Рудобельская республика (Граховский) - страница 163

Как только в поредевшей пелене метели появились еле различимые фигуры белолатышских солдат, прямо в лоб им сверкнула молния плотного ружейного огня. Убитые падали в снег, будто проваливались в бездну, живые рванулись назад, увязая в высоких сугробах и суметах.

Батальон с криком «ура» бросился следом. Эхо стрельбы с озера докатилось до Освеи. Остатки белого гарнизона, бросая все, отступали на Краславку.

Измученные красноармейцы остановились в небольшом имении. Надо было отдохнуть и осмотреться, чтобы не очутиться в западне. Неприятель откатился за перелески и кустарниковые рощи. Взводные расставляли боевое охранение, разводили посты.

К бойцам подошел высокий худой мужчина в лохмотьях, разбитых лаптях. Он глядел чистыми, по-детски наивными глазами. Стащил с лысой головы шапку, начал что-то мычать, показывать рукой, по-католически креститься всей ладонью и куда-то звать. Немой был настойчивым. Он ухватил взводного за рукав и потащил к костелу. За ними пошли несколько красноармейцев. Легкий беленький костел стоял на пригорке, вокруг него росли старые липы. У костельной стены бойцы наткнулись на ужасную картину. На снегу стоял голый, будто стеклянный, человек. На спине глубокой раной запеклась и заледенела пятиконечная звезда. Один глаз был выбит и вытек, на месте его запекся кровавый комок, второй мутно глядел с глубокой тоской и упреком.

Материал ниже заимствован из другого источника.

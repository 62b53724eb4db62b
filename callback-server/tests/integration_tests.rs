//! Integration tests for the callback server.
//!
//! These tests start a real HTTP server, send actual NOTIFY requests,
//! and verify what comes out of the notification channel.

use callback_server::{CallbackServer, NotificationPayload};
use reqwest::Method;
use std::time::Duration;
use tokio::sync::mpsc;
use tokio::time::timeout;

const EVENT_XML: &str = r#"<?xml version="1.0"?>
<e:propertyset xmlns:e="urn:schemas-upnp-org:event-1-0">
    <e:property>
        <LastChange>&lt;Event&gt;&lt;InstanceID val="0"&gt;&lt;Volume Channel="Master" val="6"/&gt;&lt;/InstanceID&gt;&lt;/Event&gt;</LastChange>
    </e:property>
</e:propertyset>"#;

fn notify() -> Method {
    Method::from_bytes(b"NOTIFY").unwrap()
}

async fn start() -> (CallbackServer, mpsc::UnboundedReceiver<NotificationPayload>) {
    let (tx, rx) = mpsc::unbounded_channel::<NotificationPayload>();
    let server = CallbackServer::new((0, 0), tx)
        .await
        .expect("Failed to create callback server");
    (server, rx)
}

fn url(server: &CallbackServer, path: &str) -> String {
    server.callback_url("127.0.0.1".parse().unwrap(), path)
}

#[tokio::test]
async fn test_notify_is_routed_by_path() {
    let (server, mut rx) = start().await;
    server.router().register("kitchen".to_string()).await;
    server.router().register("bath".to_string()).await;

    let client = reqwest::Client::new();
    let response = client
        .request(notify(), url(&server, "kitchen"))
        .header("SID", "uuid:sub-kitchen")
        .header("NT", "upnp:event")
        .header("NTS", "upnp:propchange")
        .header("Content-Type", "text/xml")
        .body(EVENT_XML)
        .send()
        .await
        .expect("Failed to send NOTIFY");
    assert_eq!(response.status(), 200);

    let notification = timeout(Duration::from_secs(1), rx.recv())
        .await
        .expect("Timeout waiting for notification")
        .expect("No notification received");

    assert_eq!(notification.path, "kitchen");
    assert_eq!(notification.sid.as_deref(), Some("uuid:sub-kitchen"));
    assert!(notification.event_xml.contains("LastChange"));

    server.shutdown().await;
}

#[tokio::test]
async fn test_notify_without_upnp_headers_is_accepted() {
    let (server, mut rx) = start().await;
    server.router().register("kitchen".to_string()).await;

    let response = reqwest::Client::new()
        .request(notify(), url(&server, "kitchen"))
        .body(EVENT_XML)
        .send()
        .await
        .unwrap();
    assert_eq!(response.status(), 200);

    let notification = timeout(Duration::from_secs(1), rx.recv())
        .await
        .unwrap()
        .unwrap();
    assert_eq!(notification.sid, None);

    server.shutdown().await;
}

#[tokio::test]
async fn test_unregistered_path_is_not_found() {
    let (server, mut rx) = start().await;
    server.router().register("kitchen".to_string()).await;

    let client = reqwest::Client::new();
    for path in ["bath", "kitchen/extra", ""] {
        let response = client
            .request(notify(), url(&server, path))
            .body("<event/>")
            .send()
            .await
            .unwrap();
        assert_eq!(response.status(), 404, "path {path:?}");
    }

    let nothing = timeout(Duration::from_millis(100), rx.recv()).await;
    assert!(nothing.is_err(), "unregistered paths must not produce notifications");

    server.shutdown().await;
}

#[tokio::test]
async fn test_bad_notification_headers_are_rejected() {
    let (server, mut rx) = start().await;
    server.router().register("kitchen".to_string()).await;

    let response = reqwest::Client::new()
        .request(notify(), url(&server, "kitchen"))
        .header("NT", "upnp:event")
        .header("NTS", "ssdp:alive")
        .body(EVENT_XML)
        .send()
        .await
        .unwrap();
    assert_eq!(response.status(), 400);
    assert!(timeout(Duration::from_millis(100), rx.recv()).await.is_err());

    server.shutdown().await;
}

#[tokio::test]
async fn test_other_methods_are_refused() {
    let (server, _rx) = start().await;
    server.router().register("kitchen".to_string()).await;

    let response = reqwest::Client::new()
        .post(url(&server, "kitchen"))
        .body(EVENT_XML)
        .send()
        .await
        .unwrap();
    assert_eq!(response.status(), 405);

    server.shutdown().await;
}

#[tokio::test]
async fn test_unregister_stops_routing() {
    let (server, mut rx) = start().await;
    server.router().register("kitchen".to_string()).await;
    server.router().unregister("kitchen").await;

    let response = reqwest::Client::new()
        .request(notify(), url(&server, "kitchen"))
        .body(EVENT_XML)
        .send()
        .await
        .unwrap();
    assert_eq!(response.status(), 404);
    assert!(timeout(Duration::from_millis(100), rx.recv()).await.is_err());

    server.shutdown().await;
}

#[tokio::test]
async fn test_shutdown_closes_listener() {
    let (server, _rx) = start().await;
    let target = url(&server, "kitchen");
    server.shutdown().await;

    let result = reqwest::Client::new()
        .request(notify(), target)
        .timeout(Duration::from_secs(1))
        .send()
        .await;
    assert!(result.is_err());
}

— Это же наш комиссар Ясюнас! — в немой тишине ахнул взводный. Бойцы обнажили головы и стояли словно окаменевшие. Такого они еще никогда не видали: исполосованного штыками, комиссара нагишом выволокли на мороз и обливали водой, пока он не застыл. Вот и стоит, как монумент мужеству, как обвинение озверевшим палачам…

Когда на пригорке у костела хоронили Ясюнаса, органист рассказал Соловью, как покойного, одетого в свитку и лапти, задержали за околицей белые солдаты, допросили и хотели отпустить, но наскочил офицер и потащил человека в лаптях в управу. Там кто-то узнал его. Говорили, тот иуда знаком был с ним еще до войны, чуть ли не учились вместе. Начался допрос.

— И так вот он кончился, — тоскливо выдохнул органист.

На сыпучие комья мерзлой земли взобрался командир батальона и заговорил по-латышски:

— Война идет давно, но такое зверство мы видим впервые. Темные люди скажут: латыши латыша замордовали. Ложь! Это звери замучили доброго, чуткого человека, который желал свободы и счастья своей земле, родному латышскому народу. Мы должны не только отомстить за смерть товарища Ясюнаса. Освободить города и села Латвии от наймитов капитала, от бандитов и насильников — наш революционный долг. Поклянемся же исполнить его, — закончил Соловей свое слово.